Task to complete -> If a line in the records below holds the word "struct", copy it.

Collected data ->
>>>

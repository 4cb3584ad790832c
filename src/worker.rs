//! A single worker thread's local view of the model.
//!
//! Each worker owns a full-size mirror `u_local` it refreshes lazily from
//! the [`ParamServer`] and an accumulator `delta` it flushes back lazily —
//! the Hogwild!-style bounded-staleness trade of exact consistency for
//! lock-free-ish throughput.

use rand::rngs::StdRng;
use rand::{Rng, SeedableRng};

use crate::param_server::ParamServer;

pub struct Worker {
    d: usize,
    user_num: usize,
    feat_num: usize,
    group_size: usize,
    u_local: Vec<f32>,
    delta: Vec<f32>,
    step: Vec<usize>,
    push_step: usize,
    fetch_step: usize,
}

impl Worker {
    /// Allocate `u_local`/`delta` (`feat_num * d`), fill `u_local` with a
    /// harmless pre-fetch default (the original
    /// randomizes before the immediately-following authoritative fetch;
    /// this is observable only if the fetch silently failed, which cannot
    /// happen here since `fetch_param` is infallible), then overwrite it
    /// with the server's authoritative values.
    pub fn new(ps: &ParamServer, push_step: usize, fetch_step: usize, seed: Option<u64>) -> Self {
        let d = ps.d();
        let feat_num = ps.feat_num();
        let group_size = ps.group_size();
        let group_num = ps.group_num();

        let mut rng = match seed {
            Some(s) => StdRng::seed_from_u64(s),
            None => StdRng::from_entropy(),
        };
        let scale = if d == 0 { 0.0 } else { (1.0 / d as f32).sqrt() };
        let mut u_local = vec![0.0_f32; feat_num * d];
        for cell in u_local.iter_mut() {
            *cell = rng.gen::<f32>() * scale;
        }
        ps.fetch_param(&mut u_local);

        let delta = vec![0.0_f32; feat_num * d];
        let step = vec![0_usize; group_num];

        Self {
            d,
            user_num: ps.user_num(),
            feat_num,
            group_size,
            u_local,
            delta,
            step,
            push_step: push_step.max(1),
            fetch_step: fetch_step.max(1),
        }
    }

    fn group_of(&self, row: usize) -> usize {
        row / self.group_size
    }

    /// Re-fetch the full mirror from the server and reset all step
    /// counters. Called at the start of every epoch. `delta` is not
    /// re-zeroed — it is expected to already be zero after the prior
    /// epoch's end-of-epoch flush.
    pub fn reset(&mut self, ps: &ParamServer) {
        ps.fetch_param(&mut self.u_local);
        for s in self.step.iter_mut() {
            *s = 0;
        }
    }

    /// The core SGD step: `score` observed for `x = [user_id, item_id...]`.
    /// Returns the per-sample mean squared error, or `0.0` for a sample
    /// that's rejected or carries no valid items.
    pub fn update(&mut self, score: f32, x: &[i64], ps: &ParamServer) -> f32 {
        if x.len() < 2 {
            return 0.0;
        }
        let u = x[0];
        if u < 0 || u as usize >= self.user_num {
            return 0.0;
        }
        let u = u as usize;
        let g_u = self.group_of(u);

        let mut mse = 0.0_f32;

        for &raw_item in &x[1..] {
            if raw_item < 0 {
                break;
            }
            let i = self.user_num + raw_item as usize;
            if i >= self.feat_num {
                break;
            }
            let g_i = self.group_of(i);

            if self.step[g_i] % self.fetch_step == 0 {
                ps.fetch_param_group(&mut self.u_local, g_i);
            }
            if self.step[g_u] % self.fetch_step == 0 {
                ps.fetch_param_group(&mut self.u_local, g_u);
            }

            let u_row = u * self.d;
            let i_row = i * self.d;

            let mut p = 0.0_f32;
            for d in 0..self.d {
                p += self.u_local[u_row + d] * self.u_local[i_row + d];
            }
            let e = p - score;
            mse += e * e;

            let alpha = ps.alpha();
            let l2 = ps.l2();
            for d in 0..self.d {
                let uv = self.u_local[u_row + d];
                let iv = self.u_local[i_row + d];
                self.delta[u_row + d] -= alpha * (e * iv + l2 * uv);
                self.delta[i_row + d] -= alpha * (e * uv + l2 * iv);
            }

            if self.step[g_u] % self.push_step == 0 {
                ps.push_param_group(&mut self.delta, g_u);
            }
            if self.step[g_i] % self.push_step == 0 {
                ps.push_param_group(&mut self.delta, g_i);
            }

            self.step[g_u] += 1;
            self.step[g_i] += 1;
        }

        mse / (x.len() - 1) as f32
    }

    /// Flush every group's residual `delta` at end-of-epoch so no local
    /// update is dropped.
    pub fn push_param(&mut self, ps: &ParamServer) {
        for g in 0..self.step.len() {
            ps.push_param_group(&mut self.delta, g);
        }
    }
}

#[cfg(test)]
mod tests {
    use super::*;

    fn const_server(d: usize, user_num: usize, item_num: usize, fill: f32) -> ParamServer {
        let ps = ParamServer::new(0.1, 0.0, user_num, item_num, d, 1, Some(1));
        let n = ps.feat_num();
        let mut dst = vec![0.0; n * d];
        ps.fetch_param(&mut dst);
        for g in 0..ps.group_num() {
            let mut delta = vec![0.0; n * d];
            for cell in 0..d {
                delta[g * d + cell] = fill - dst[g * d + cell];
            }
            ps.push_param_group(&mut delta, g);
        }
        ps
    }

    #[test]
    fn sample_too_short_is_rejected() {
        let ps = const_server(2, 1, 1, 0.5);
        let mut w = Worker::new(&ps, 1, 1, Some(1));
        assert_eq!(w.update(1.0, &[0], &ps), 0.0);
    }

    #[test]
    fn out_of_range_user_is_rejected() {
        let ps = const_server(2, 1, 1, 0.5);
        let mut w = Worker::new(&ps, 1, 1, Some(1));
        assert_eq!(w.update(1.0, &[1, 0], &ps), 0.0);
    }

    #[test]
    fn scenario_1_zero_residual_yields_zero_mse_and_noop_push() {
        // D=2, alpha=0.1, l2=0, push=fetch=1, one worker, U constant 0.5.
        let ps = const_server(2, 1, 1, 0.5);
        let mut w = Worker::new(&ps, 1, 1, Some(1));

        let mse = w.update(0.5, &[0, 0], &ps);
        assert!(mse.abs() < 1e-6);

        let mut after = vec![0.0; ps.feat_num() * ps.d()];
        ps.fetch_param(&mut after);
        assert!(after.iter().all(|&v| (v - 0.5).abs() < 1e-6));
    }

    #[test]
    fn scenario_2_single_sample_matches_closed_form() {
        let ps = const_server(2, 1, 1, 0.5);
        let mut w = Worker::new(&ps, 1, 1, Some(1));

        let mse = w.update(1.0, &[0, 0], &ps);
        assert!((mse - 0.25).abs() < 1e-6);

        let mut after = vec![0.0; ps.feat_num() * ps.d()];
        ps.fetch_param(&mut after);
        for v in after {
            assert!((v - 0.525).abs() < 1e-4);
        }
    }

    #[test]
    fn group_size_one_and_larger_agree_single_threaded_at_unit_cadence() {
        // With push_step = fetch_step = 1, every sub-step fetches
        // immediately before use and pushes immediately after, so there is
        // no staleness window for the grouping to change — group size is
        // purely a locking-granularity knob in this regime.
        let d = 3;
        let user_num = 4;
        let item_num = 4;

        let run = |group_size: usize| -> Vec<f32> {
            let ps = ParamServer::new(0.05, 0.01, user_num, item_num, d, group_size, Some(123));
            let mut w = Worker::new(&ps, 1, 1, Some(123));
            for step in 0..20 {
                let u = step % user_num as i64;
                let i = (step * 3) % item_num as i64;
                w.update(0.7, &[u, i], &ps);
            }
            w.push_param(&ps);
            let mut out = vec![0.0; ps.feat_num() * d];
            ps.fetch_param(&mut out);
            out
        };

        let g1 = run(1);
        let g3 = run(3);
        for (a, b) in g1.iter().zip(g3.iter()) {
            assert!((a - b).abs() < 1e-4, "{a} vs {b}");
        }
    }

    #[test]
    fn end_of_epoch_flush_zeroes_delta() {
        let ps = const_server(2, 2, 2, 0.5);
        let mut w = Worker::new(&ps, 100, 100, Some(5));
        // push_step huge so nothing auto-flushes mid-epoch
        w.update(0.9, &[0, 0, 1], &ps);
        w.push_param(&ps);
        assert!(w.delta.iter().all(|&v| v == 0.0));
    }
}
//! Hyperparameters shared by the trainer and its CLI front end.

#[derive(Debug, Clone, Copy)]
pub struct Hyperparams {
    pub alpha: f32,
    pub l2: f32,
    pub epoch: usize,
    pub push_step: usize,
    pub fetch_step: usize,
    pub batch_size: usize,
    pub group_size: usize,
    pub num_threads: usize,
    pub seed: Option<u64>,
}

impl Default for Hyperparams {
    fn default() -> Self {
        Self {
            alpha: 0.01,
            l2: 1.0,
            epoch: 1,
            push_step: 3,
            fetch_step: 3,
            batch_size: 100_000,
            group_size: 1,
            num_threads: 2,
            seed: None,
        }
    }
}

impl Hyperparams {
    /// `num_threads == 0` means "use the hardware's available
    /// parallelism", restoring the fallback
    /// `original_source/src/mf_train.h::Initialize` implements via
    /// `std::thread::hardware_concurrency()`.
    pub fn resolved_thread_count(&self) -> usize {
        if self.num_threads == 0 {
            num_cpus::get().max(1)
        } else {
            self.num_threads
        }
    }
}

<<<

Written solution ->
pub struct Worker {
pub struct Hyperparams {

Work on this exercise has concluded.